Baseline assessments identify gaps and inform specific teaching, this allows a Projected Grade to be generated. Teaching staff also set a Danesgate Agreed Target through teaching and learning, professional judgement, formal assessment and monitoring and FFT data. The Danesgate Agreed Target is aspirational but also considerate of each pupil’s individual needs. There are termly assessment and monitoring opportunities, which allow the target to be dynamic and adjustable, depending on each individual child’s current situation.


At Danesgate Community we aim to promote healthy, independent and responsible members of society. We encourage all our pupils to play a positive role in contributing to school life and the wider community through class & school councils, fundraising events, supporting nominated charities and involvement in community activities. Our pupils are given opportunities in throughout their day to day life at Danesgate to develop confidence, self-motivation and an understanding of their rights and responsibilities. We teach PSHE in a variety of ways: as an active subject via our new initiative with the Prince’s Trust, our planned PSE qualification but also passive through other subjects such as Literacy, Maths and Science, as well as through outdoor educational visits, staff interactions, community work and activities.

Our Impact

The curriculum at Danesgate Community, will impact in a number of ways for the pupils:

  • All pupils will be prepared for the next stage of their lives

At KS2, pupils are numerate and literate. Socially and academically they are prepared to independently access the next stage of their learning with continued support in phonics. We hope that all learners will have developed the self-confidence to be able to take part in their end of year assessments;
KS1 SATs (Year 2), KS2 SATs (Year 6), phonics screening (Year 1/2) and multiplication assessments (Year 4).

At KS3 pupils are prepared to follow an academic, vocational or blended pathway into KS4. They are well informed about the choices they need to make for future success.

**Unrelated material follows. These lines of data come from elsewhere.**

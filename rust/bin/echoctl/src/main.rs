//! `echoctl`: the Echo inbox CLI.
//!
//! Prints the merged comments/DM feed and fetches AI reply suggestions
//! from the Echo backend.

mod commands;
mod config;

use clap::{Parser, Subcommand};
use echo_inbox::{InteractionKind, ReplySlot};

use commands::suggest::SuggestArgs;

/// Echo inbox CLI tool.
#[derive(Parser, Debug)]
#[command(name = "echoctl", about = "Echo inbox CLI")]
struct Cli {
    /// Path to client config file (default: ~/.echo/config.toml).
    #[arg(long = "config", global = true)]
    config: Option<String>,

    /// Output format: text or json.
    #[arg(long = "output", short = 'o', global = true, default_value = "text")]
    output: String,

    #[command(subcommand)]
    command: Commands,
}

#[derive(Subcommand, Debug)]
enum Commands {
    /// Show latest comments and direct messages, newest first.
    Feed,

    /// Get reply suggestions for a comment or message.
    Suggest {
        /// Item kind: comment or message.
        kind: InteractionKind,
        /// Comment or message ID.
        id: String,
        /// Post the comment belongs to (looked up from the feed if omitted).
        #[arg(long)]
        post_id: Option<String>,
        /// Copy a reply to the clipboard: "main" or an alternative index.
        #[arg(long)]
        copy: Option<ReplySlot>,
    },

    /// Inspect or edit the client config.
    Config {
        #[command(subcommand)]
        action: ConfigAction,
    },

    /// Show version.
    Version,
}

#[derive(Subcommand, Debug)]
enum ConfigAction {
    /// Print the config file (token masked).
    Show,
    /// Set the backend URL.
    SetServer { url: String },
    /// Set the bearer token; an empty string clears it.
    SetToken { token: String },
}

#[tokio::main]
async fn main() -> anyhow::Result<()> {
    tracing_subscriber::fmt()
        .with_env_filter(
            tracing_subscriber::EnvFilter::try_from_default_env()
                .unwrap_or_else(|_| "warn".into()),
        )
        .with_writer(std::io::stderr)
        .init();

    let cli = Cli::parse();

    let config_path = cli
        .config
        .map(std::path::PathBuf::from)
        .unwrap_or_else(config::ClientConfig::default_path);
    let output_json = cli.output == "json";

    match cli.command {
        Commands::Feed => {
            commands::feed::run(output_json, &config_path).await?;
        }

        Commands::Suggest {
            kind,
            id,
            post_id,
            copy,
        } => {
            let args = SuggestArgs {
                kind,
                id: &id,
                post_id: post_id.as_deref(),
                copy,
                output_json,
            };
            commands::suggest::run(args, &config_path).await?;
        }

        Commands::Config { action } => match action {
            ConfigAction::Show => commands::config::show(&config_path)?,
            ConfigAction::SetServer { url } => commands::config::set_server(&url, &config_path)?,
            ConfigAction::SetToken { token } => commands::config::set_token(&token, &config_path)?,
        },

        Commands::Version => {
            println!("echoctl v{}", env!("CARGO_PKG_VERSION"));
        }
    }

    Ok(())
}
pub mod config;
pub mod feed;
pub mod suggest;

use std::sync::Arc;

use echo_client::{EchoClient, NoAuth, StaticToken, TokenSource};
use echo_inbox::{CommandClipboard, InteractionFeed};

use crate::config::{ClientConfig, SERVER_ENV};

/// HTTP client for the configured server and token.
pub fn build_client(config: &ClientConfig) -> Arc<EchoClient> {
    let server = config.server_url(std::env::var(SERVER_ENV).ok());
    let token_source: Arc<dyn TokenSource> = if config.token.is_empty() {
        Arc::new(NoAuth)
    } else {
        Arc::new(StaticToken::new(config.token.clone()))
    };
    tracing::debug!(%server, "using server");
    Arc::new(EchoClient::new(server, token_source))
}

pub fn build_feed(config: &ClientConfig, client: Arc<EchoClient>) -> InteractionFeed {
    InteractionFeed::new(client, Arc::new(CommandClipboard::detect()), config.feed.clone())
}
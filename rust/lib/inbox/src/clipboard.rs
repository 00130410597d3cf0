//! System clipboard access.

use std::io::Write;
use std::process::{Command, Stdio};
use std::sync::Mutex;

#[derive(Debug, thiserror::Error)]
pub enum ClipboardError {
    #[error("clipboard unavailable: {0}")]
    Unavailable(String),

    #[error("clipboard write failed: {0}")]
    Write(String),
}

/// Something that can receive copied text.
pub trait Clipboard: Send + Sync + 'static {
    fn write_text(&self, text: &str) -> Result<(), ClipboardError>;
}

/// In-process clipboard; remembers the last text written.
#[derive(Debug, Default)]
pub struct MemoryClipboard {
    contents: Mutex<Option<String>>,
}

impl MemoryClipboard {
    pub fn new() -> Self {
        Self::default()
    }

    pub fn contents(&self) -> Option<String> {
        self.contents.lock().unwrap().clone()
    }
}

impl Clipboard for MemoryClipboard {
    fn write_text(&self, text: &str) -> Result<(), ClipboardError> {
        *self.contents.lock().unwrap() = Some(text.to_string());
        Ok(())
    }
}

/// Pipes text into a clipboard program such as `pbcopy`, `wl-copy` or
/// `xclip`.
#[derive(Debug, Clone)]
pub struct CommandClipboard {
    program: String,
    args: Vec<String>,
}

impl CommandClipboard {
    pub fn new(program: impl Into<String>, args: Vec<String>) -> Self {
        Self {
            program: program.into(),
            args,
        }
    }

    /// Pick the usual clipboard tool for this platform / session.
    pub fn detect() -> Self {
        if cfg!(target_os = "macos") {
            Self::new("pbcopy", vec![])
        } else if std::env::var_os("WAYLAND_DISPLAY").is_some() {
            Self::new("wl-copy", vec![])
        } else {
            Self::new("xclip", vec!["-selection".into(), "clipboard".into()])
        }
    }
}

impl Clipboard for CommandClipboard {
    fn write_text(&self, text: &str) -> Result<(), ClipboardError> {
        let mut child = Command::new(&self.program)
            .args(&self.args)
            .stdin(Stdio::piped())
            .stdout(Stdio::null())
            .stderr(Stdio::null())
            .spawn()
            .map_err(|e| ClipboardError::Unavailable(format!("{}: {}", self.program, e)))?;

        // stdin is dropped before the wait so the program sees EOF.
        let written = match child.stdin.take() {
            Some(mut stdin) => stdin.write_all(text.as_bytes()),
            None => Ok(()),
        };
        // Reap the child even when the write failed.
        let status = child.wait();
        written.map_err(|e| ClipboardError::Write(e.to_string()))?;
        let status = status.map_err(|e| ClipboardError::Write(e.to_string()))?;
        if !status.success() {
            return Err(ClipboardError::Write(format!("{} exited with {}", self.program, status)));
        }
        Ok(())
    }
}

#[cfg(test)]
mod tests {
    use super::*;

    #[test]
    fn memory_clipboard_keeps_last_text() {
        let clip = MemoryClipboard::new();
        assert_eq!(clip.contents(), None);
        clip.write_text("first").unwrap();
        clip.write_text("second").unwrap();
        assert_eq!(clip.contents().as_deref(), Some("second"));
    }

    #[test]
    fn missing_program_is_unavailable() {
        let clip = CommandClipboard::new("definitely-not-a-clipboard-tool-xyz", vec![]);
        let err = clip.write_text("hi").unwrap_err();
        assert!(matches!(err, ClipboardError::Unavailable(_)));
    }

    #[cfg(unix)]
    #[test]
    fn failing_program_is_write_error() {
        let clip = CommandClipboard::new("false", vec![]);
        assert!(matches!(clip.write_text("hi"), Err(ClipboardError::Write(_))));
    }

    #[cfg(unix)]
    #[test]
    fn program_closing_stdin_early_is_write_error() {
        // `true` exits without reading; a write larger than the pipe buffer
        // then fails with a broken pipe.
        let clip = CommandClipboard::new("true", vec![]);
        let text = "x".repeat(1 << 20);
        assert!(matches!(clip.write_text(&text), Err(ClipboardError::Write(_))));
    }

    #[cfg(unix)]
    #[test]
    fn succeeding_program_is_ok() {
        let clip = CommandClipboard::new("cat", vec![]);
        assert!(clip.write_text("hello").is_ok());
    }
}
//! Flux: path-addressed UI state engine.
//!
//! Rust owns the state; a renderer reads it and re-renders on change.
//!
//! - `get_as(path)` reads typed state
//! - `emit(path, payload)` sends a typed request to matching handlers
//! - `subscribe(pattern, f)` observes state writes
//!
//! Paths use `/` as separator, e.g. `inbox/comments` or
//! `inbox/panel/comment/17`. Handler and subscription patterns accept
//! MQTT-style wildcards: `+` for one level, `#` for the rest.

pub mod app;
pub mod pattern;
pub mod router;
pub mod store;
pub mod value;

pub use app::Flux;
pub use pattern::Pattern;
pub use router::{BoxFuture, Payload, Router};
pub use store::{ChangeHandler, StateStore};
pub use value::{StateValue, SubscriptionId};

At KS4, pupils are prepared both academically and socially for the next stage of their education with the knowledge, understanding, skills and attitudes necessary to enable them to play a full part as responsible citizens in the 2lst Century.

The impact of the curriculum will enable our pupils to achieve a range of appropriate qualifications that prepare them to move on to the next stage of education, allowing them to demonstrate significant and sustained progress in:

  • Communication skills.
  • Literacy skills.
  • Numeracy skills.
  • Levels of independence.
  • Life skills required to function more appropriately in the community.
  • Relevant experiences to assist their decisions about future careers.
  • Relevant and transferable qualifications for future education employment and training
  • Having a positive attitude towards their present and future learning.
  • Having sufficient key skills and self–esteem to approach new situations confidently with resilience.